Everything is in place. An average young worker can increase her retirement assets by at least $400,000. Perhaps $700,000.

That's my conclusion after comparing the investment tools of today and yesterday.

We have much better tools today. Only will and knowledge stand between young workers and a larger fortune.

Skeptics should consider history:

In 1970 there were no money market funds. A law called Regulation Q restricted the returns small investors could earn on their savings. The I Savings Bond, offering inflation protection of principal and a real return, didn't exist until 1998. Treasury Inflation Protected Securities didn't exist until 1997.

There were only a handful of bond and income funds in 1970---38 according to the Investment Company Institute. There were only 323 equity funds. Most were load funds with front-end commissions as high as 8.5 percent.

Brokerage commissions, including those paid by institutional investors, were fixed. They would not be deregulated until May 1975.

The first index fund wasn't created until July 1971. That's when the Samsonite Luggage Company put $6 million from its pension plan into an index fund established by Wells Fargo Bank. Five years later John Bogle created the first retail index fund at Vanguard.

The traditional Individual Retirement Account (IRA) didn't exist until 1974. The opportunity to invent the 401(k) plan didn't exist until 1978. It wouldn't be seen as a powerful retirement vehicle until nearly a decade after Ted Benna invented it. The Roth IRA didn't exist until 1996. It would take until 2002 to expand the plans enough so that 90 percent of all workers could easily enjoy tax-benefited growth.

State Street Global Advisors didn't launch the first Exchange Traded Fund, the SPDR (for Standard and Poors' Depositary Receipts) until 1993. The first fixed income ETF didn't exist until Barclay's Global launched several in 2002.

In technology, the Department of Defense commissioned Bolt, Berenek, and Newman to build the ARPAnet in 1969. It developed an arcane network for communication between research institutions known as the Internet. Intel didn't launch the first computer on a chip until 1971. Apple Computer didn't launch the first successful microcomputer, the Apple II, until 1977. IBM didn't launch their competitor until 1981. Tim Berners-Lee didn't start writing the code for HTML and the World Wide Web until 1990. Marc Andreessen didn't announce Mosaic, the first web browser, until 1993.

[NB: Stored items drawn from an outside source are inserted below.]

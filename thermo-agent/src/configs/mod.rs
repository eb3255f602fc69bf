use std::path::PathBuf;
use std::{env, io};

pub mod settings;

pub use settings::Settings;

/// Resolve a relative path against the current working directory.
pub fn normalize_path(path: &str) -> io::Result<PathBuf> {
    let path_buf = PathBuf::from(path);

    Ok(if path_buf.is_absolute() {
        path_buf
    } else {
        env::current_dir()?.join(path_buf)
    })
}
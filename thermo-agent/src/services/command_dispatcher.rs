use std::sync::Arc;

use thermo_api::models::{STATUS_OK, STATUS_UNKNOWN_COMMAND};
use tracing::{error, info};

use crate::gpio::Gpio;
use crate::transport::Command;

pub const LED_ON: &str = "led/on";
pub const LED_OFF: &str = "led/off";

/// Maps inbound commands onto the indicator pin.
pub struct CommandDispatcher {
    gpio: Arc<dyn Gpio>,
    led_pin: u32,
}

impl CommandDispatcher {
    pub fn new(gpio: Arc<dyn Gpio>, led_pin: u32) -> Self {
        Self { gpio, led_pin }
    }

    /// Execute the command, set its status and acknowledge it once.
    pub async fn handle(&self, command: &mut Command) {
        info!("Command {} `{}` received", command.id(), command.name());

        let status = match command.name() {
            LED_ON => self.switch_led(1).await,
            LED_OFF => self.switch_led(0).await,
            _ => STATUS_UNKNOWN_COMMAND.to_string(),
        };

        command.status = Some(status);

        if let Err(e) = command.save().await {
            error!("Failed to acknowledge command {}: {}", command.id(), e);
        }
    }

    async fn switch_led(&self, value: u8) -> String {
        match self.gpio.output(self.led_pin, value).await {
            Ok(()) => STATUS_OK.to_string(),
            Err(e) => {
                error!("{}", e);
                format!("Error: {e}")
            }
        }
    }
}
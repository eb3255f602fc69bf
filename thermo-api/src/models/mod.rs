mod command;
mod device;
mod notification;

pub use command::*;
pub use device::*;
pub use notification::*;
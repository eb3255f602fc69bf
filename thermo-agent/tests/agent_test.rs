use std::sync::Arc;
use std::time::Duration;

use thermo_agent::errors::{AgentError, TransportError};
use thermo_agent::gpio::{Gpio, GpioOperation, PinMode};
use thermo_agent::mock::{MockSession, StubSensor};
use thermo_agent::serve;
use tokio::sync::watch;

mod common;
use common::mock_app::{LED_PIN, MockApp};

#[tokio::test(start_paused = true)]
async fn test_serve_reports_and_handles_commands() {
    let MockApp {
        settings,
        identity,
        session,
        mut remote,
        gpio,
    } = MockApp::new(5);
    let (shutdown_tx, shutdown_rx) = watch::channel(false);

    let agent = serve(
        &settings,
        &identity,
        &session,
        StubSensor::new([21.5]),
        gpio.clone() as Arc<dyn Gpio>,
        shutdown_rx,
    );

    let service = async {
        let first = remote.notifications.recv().await.unwrap();

        remote.insert_command(1, "led/on").await;
        remote.insert_command(2, "led/dance").await;
        while remote.ack.updates().len() < 2 {
            tokio::time::sleep(Duration::from_millis(10)).await;
        }

        shutdown_tx.send(true).unwrap();
        first
    };

    let (result, first) = tokio::join!(agent, service);

    result.unwrap();

    assert_eq!(first.notification.id, identity.as_str());
    assert_eq!(first.notification.parameters.value, 21.5);

    let registrations = remote.registrations();
    assert_eq!(registrations.len(), 1);
    assert_eq!(registrations[0].id, identity.as_str());
    assert_eq!(registrations[0].device_type, "Thermostats");

    assert_eq!(
        gpio.history(),
        vec![
            GpioOperation::Setup { pin: LED_PIN, mode: PinMode::Output },
            GpioOperation::Output { pin: LED_PIN, value: 0 },
            GpioOperation::Output { pin: LED_PIN, value: 1 },
        ]
    );

    let updates = remote.ack.updates();
    assert_eq!(updates[0].status, "Ok");
    assert_eq!(updates[1].status, "Unknown command");
}

#[tokio::test]
async fn test_serve_fails_when_command_stream_closes() {
    let MockApp {
        settings,
        identity,
        session,
        mut remote,
        gpio,
    } = MockApp::new(3600);
    remote.close_commands();
    let (_shutdown_tx, shutdown_rx) = watch::channel(false);

    let result = serve(&settings, &identity, &session, StubSensor::new([20.0]), gpio, shutdown_rx).await;

    assert!(matches!(result, Err(AgentError::Transport(TransportError::Closed))));
}

#[tokio::test]
async fn test_serve_fails_when_reporting_fails() {
    let app = MockApp::new(3600);
    let (session, _remote) = MockSession::new();
    let session = session.with_failing_sends();
    let (_shutdown_tx, shutdown_rx) = watch::channel(false);

    let result = serve(
        &app.settings,
        &app.identity,
        &session,
        StubSensor::new([20.0]),
        app.gpio,
        shutdown_rx,
    )
    .await;

    assert!(matches!(result, Err(AgentError::Transport(TransportError::Closed))));
}
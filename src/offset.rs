//! Sensor mounting offset compensation

use nalgebra::Vector2;

use crate::math::DEG_TO_RAD;

/// Mounting offset of a distance sensor from the robot's tracking centre
///
/// Stored as a 2D vector in inches:
/// - `x` is the parallel offset, along the direction the sensor faces
/// - `y` is the perpendicular offset, to the side of that direction
///
/// Fixed at construction and never mutated.
#[derive(Debug, Clone, Copy, PartialEq)]
pub struct MountingOffset {
    offset: Vector2<f32>,
}

impl MountingOffset {
    /// Create an offset from its parallel and perpendicular components
    ///
    /// # Example
    /// ```
    /// use wall_reset::MountingOffset;
    ///
    /// let offset = MountingOffset::new(6.5, -2.0);
    /// assert_eq!(offset.parallel(), 6.5);
    /// assert_eq!(offset.perpendicular(), -2.0);
    /// ```
    pub fn new(parallel: f32, perpendicular: f32) -> Self {
        Self {
            offset: Vector2::new(parallel, perpendicular),
        }
    }

    /// Sensor mounted at the tracking centre
    pub fn zero() -> Self {
        Self {
            offset: Vector2::zeros(),
        }
    }

    /// Offset along the sensing direction, in inches
    pub fn parallel(&self) -> f32 {
        self.offset.x
    }

    /// Offset across the sensing direction, in inches
    pub fn perpendicular(&self) -> f32 {
        self.offset.y
    }

    /// Offset as a vector
    pub fn as_vector(&self) -> Vector2<f32> {
        self.offset
    }

    /// Project a calibrated reading onto the wall normal
    ///
    /// With `d` the deviation of the robot from the wall axis:
    ///
    /// `cos(d)·reading + cos(d)·parallel + sin(d)·perpendicular`
    ///
    /// The perpendicular term is always added; a sensor mounted on the other
    /// side of the sensing axis takes a negative perpendicular offset.
    ///
    /// # Arguments
    /// * `reading` - Calibrated distance in inches
    /// * `deviation` - Deviation from the wall axis in degrees (see
    ///   [`axis_deviation`](crate::axis_deviation))
    ///
    /// # Example
    /// ```
    /// use wall_reset::MountingOffset;
    ///
    /// let offset = MountingOffset::new(5.0, 0.0);
    /// // Square to the wall: the reading is shifted by the parallel offset
    /// assert!((offset.project(20.0, 0.0) - 25.0).abs() < 1e-5);
    /// ```
    pub fn project(&self, reading: f32, deviation: f32) -> f32 {
        let (sin, cos) = (deviation * DEG_TO_RAD).sin_cos();

        cos * reading + cos * self.offset.x + sin * self.offset.y
    }
}

impl Default for MountingOffset {
    fn default() -> Self {
        Self::zero()
    }
}

impl From<Vector2<f32>> for MountingOffset {
    fn from(offset: Vector2<f32>) -> Self {
        Self { offset }
    }
}
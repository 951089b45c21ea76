//! Core types and conventions for wall resets

use core::fmt;

use nalgebra::Vector3;

#[cfg(feature = "serde")]
use serde::{Deserialize, Serialize};

/// Field pose as `(x, y, heading)`
///
/// X and Y are in inches from the field origin, heading is in degrees and
/// stored in the `z` component.
pub type Pose = Vector3<f32>;

/// Value paired with a trust probability in `[0, 1]`
///
/// A confidence of zero means the value must not be trusted. Confidences are
/// only ever combined by arithmetic averaging.
///
/// # Example
/// ```
/// use wall_reset::ConfidencePair;
///
/// let reading = ConfidencePair::new(24.0_f32, 0.9);
/// assert_eq!(reading.value(), 24.0);
/// assert_eq!(reading.confidence(), 0.9);
///
/// let untrusted = ConfidencePair::<f32>::default();
/// assert_eq!(untrusted.confidence(), 0.0);
/// ```
#[derive(Debug, Clone, Copy, PartialEq, Default)]
pub struct ConfidencePair<T> {
    value: T,
    confidence: f32,
}

impl<T: Copy> ConfidencePair<T> {
    /// Create a pair from a value and its confidence
    pub fn new(value: T, confidence: f32) -> Self {
        Self { value, confidence }
    }

    /// Create a pair that carries a value but no trust
    pub fn untrusted(value: T) -> Self {
        Self::new(value, 0.0)
    }

    /// The principal value
    pub fn value(&self) -> T {
        self.value
    }

    /// The trust probability of the value
    pub fn confidence(&self) -> f32 {
        self.confidence
    }

    /// Same value, different confidence
    pub fn with_confidence(self, confidence: f32) -> Self {
        Self { confidence, ..self }
    }
}

/// Calibrated distance reading in inches
pub type Distance = ConfidencePair<f32>;

/// Four-valued quadrant classification
///
/// Used for two distinct things that must not be mixed up by callers:
/// - the sign pattern of the robot's field position, and
/// - the 90°-wide heading band centred on one of the four axes.
#[derive(Debug, Clone, Copy, PartialEq, Eq, Hash)]
#[cfg_attr(feature = "serde", derive(Serialize, Deserialize))]
pub enum Quadrant {
    PosPos,
    NegPos,
    NegNeg,
    PosNeg,
}

impl Quadrant {
    /// All quadrants in table order
    pub const ALL: [Quadrant; 4] = [
        Quadrant::PosPos,
        Quadrant::NegPos,
        Quadrant::NegNeg,
        Quadrant::PosNeg,
    ];

    /// Display string used on status screens
    pub fn as_str(self) -> &'static str {
        match self {
            Quadrant::PosPos => "POS_POS",
            Quadrant::NegPos => "NEG_POS",
            Quadrant::NegNeg => "NEG_NEG",
            Quadrant::PosNeg => "POS_NEG",
        }
    }

    pub(crate) fn index(self) -> usize {
        self as usize
    }
}

impl fmt::Display for Quadrant {
    fn fmt(&self, f: &mut fmt::Formatter<'_>) -> fmt::Result {
        f.write_str(self.as_str())
    }
}

/// Cardinal mounting role of a distance sensor on the chassis
#[derive(Debug, Clone, Copy, PartialEq, Eq, Hash)]
#[cfg_attr(feature = "serde", derive(Serialize, Deserialize))]
pub enum Sensor {
    North,
    East,
    South,
    West,
}

impl Sensor {
    /// All sensors in mounting order
    pub const ALL: [Sensor; 4] = [Sensor::North, Sensor::East, Sensor::South, Sensor::West];

    /// Bit used for this sensor in [`ActiveSensors`]
    pub fn bit(self) -> u8 {
        match self {
            Sensor::North => 1,
            Sensor::East => 2,
            Sensor::South => 4,
            Sensor::West => 8,
        }
    }

    /// Single-letter label
    pub fn label(self) -> char {
        match self {
            Sensor::North => 'N',
            Sensor::East => 'E',
            Sensor::South => 'S',
            Sensor::West => 'W',
        }
    }

    pub(crate) fn index(self) -> usize {
        self as usize
    }
}

/// Bitmask of the sensors used by the most recent fused estimate
///
/// North is 1, east 2, south 4 and west 8. Diagnostics only; nothing in the
/// reset path reads it back.
///
/// # Example
/// ```
/// use wall_reset::{ActiveSensors, Sensor};
///
/// let active = ActiveSensors::pair(Sensor::North, Sensor::East);
/// assert_eq!(active.bits(), 3);
/// assert!(active.contains(Sensor::East));
/// assert!(!active.contains(Sensor::West));
/// ```
#[derive(Debug, Clone, Copy, PartialEq, Eq, Hash, Default)]
pub struct ActiveSensors(u8);

impl ActiveSensors {
    /// No sensors
    pub const NONE: ActiveSensors = ActiveSensors(0);

    /// Mask holding exactly the two given sensors
    pub fn pair(first: Sensor, second: Sensor) -> Self {
        Self(first.bit() | second.bit())
    }

    /// Mask from raw bits; bits above west are dropped
    pub fn from_bits(bits: u8) -> Self {
        Self(bits & 0x0f)
    }

    /// Raw bits
    pub fn bits(self) -> u8 {
        self.0
    }

    /// Whether the sensor is part of the mask
    pub fn contains(self, sensor: Sensor) -> bool {
        self.0 & sensor.bit() != 0
    }

    /// Number of sensors in the mask
    pub fn count(self) -> u32 {
        self.0.count_ones()
    }

    /// Sensors in the mask, in mounting order
    pub fn iter(self) -> impl Iterator<Item = Sensor> {
        Sensor::ALL.into_iter().filter(move |sensor| self.contains(*sensor))
    }
}

impl fmt::Display for ActiveSensors {
    fn fmt(&self, f: &mut fmt::Formatter<'_>) -> fmt::Result {
        for sensor in Sensor::ALL {
            let used = if self.contains(sensor) { 1 } else { 0 };
            if sensor != Sensor::North {
                f.write_str(", ")?;
            }
            write!(f, "{} {}", sensor.label(), used)?;
        }
        Ok(())
    }
}

/// Wall reset settings
///
/// # Example
/// ```
/// use wall_reset::ResetSettings;
///
/// let settings = ResetSettings {
///     sensor_trust: 0.7,
/// };
/// assert_eq!(ResetSettings::default().sensor_trust, 0.5);
/// ```
#[derive(Debug, Clone, Copy, PartialEq)]
#[cfg_attr(feature = "serde", derive(Serialize, Deserialize))]
pub struct ResetSettings {
    /// Confidence threshold in `[0, 1]` checked before overwriting the pose
    ///
    /// A fused estimate whose confidence exceeds this value is withheld unless
    /// the caller overrides the check.
    pub sensor_trust: f32,
}

impl Default for ResetSettings {
    fn default() -> Self {
        Self { sensor_trust: 0.5 }
    }
}

/// Outcome of weighing a fused estimate against the trust threshold
#[derive(Debug, Clone, Copy, PartialEq)]
pub struct ResetVerdict {
    /// The fused estimate the decision was made on
    pub estimate: ConfidencePair<Pose>,
    /// Whether the estimate would be written to the drivebase
    pub apply: bool,
}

Together, these developments have created a true revolution in personal investing. You and I can now invest quickly, efficiently, and at minimal cost. We can get results that are superior to high cost traditional managers. Our results can add hundreds of thousands of dollars--- the $400,000 to $700,000 cited earlier--- to our retirement nest egg.

Using the tools of yesterday, a 25-year old worker who saved 10 percent of his $25,000 salary each year could accumulate $1,530,000.   This would happen if the money were invested in a 70/30-equity/fixed-income portfolio at a direct cost of 1.40 percentage points a year.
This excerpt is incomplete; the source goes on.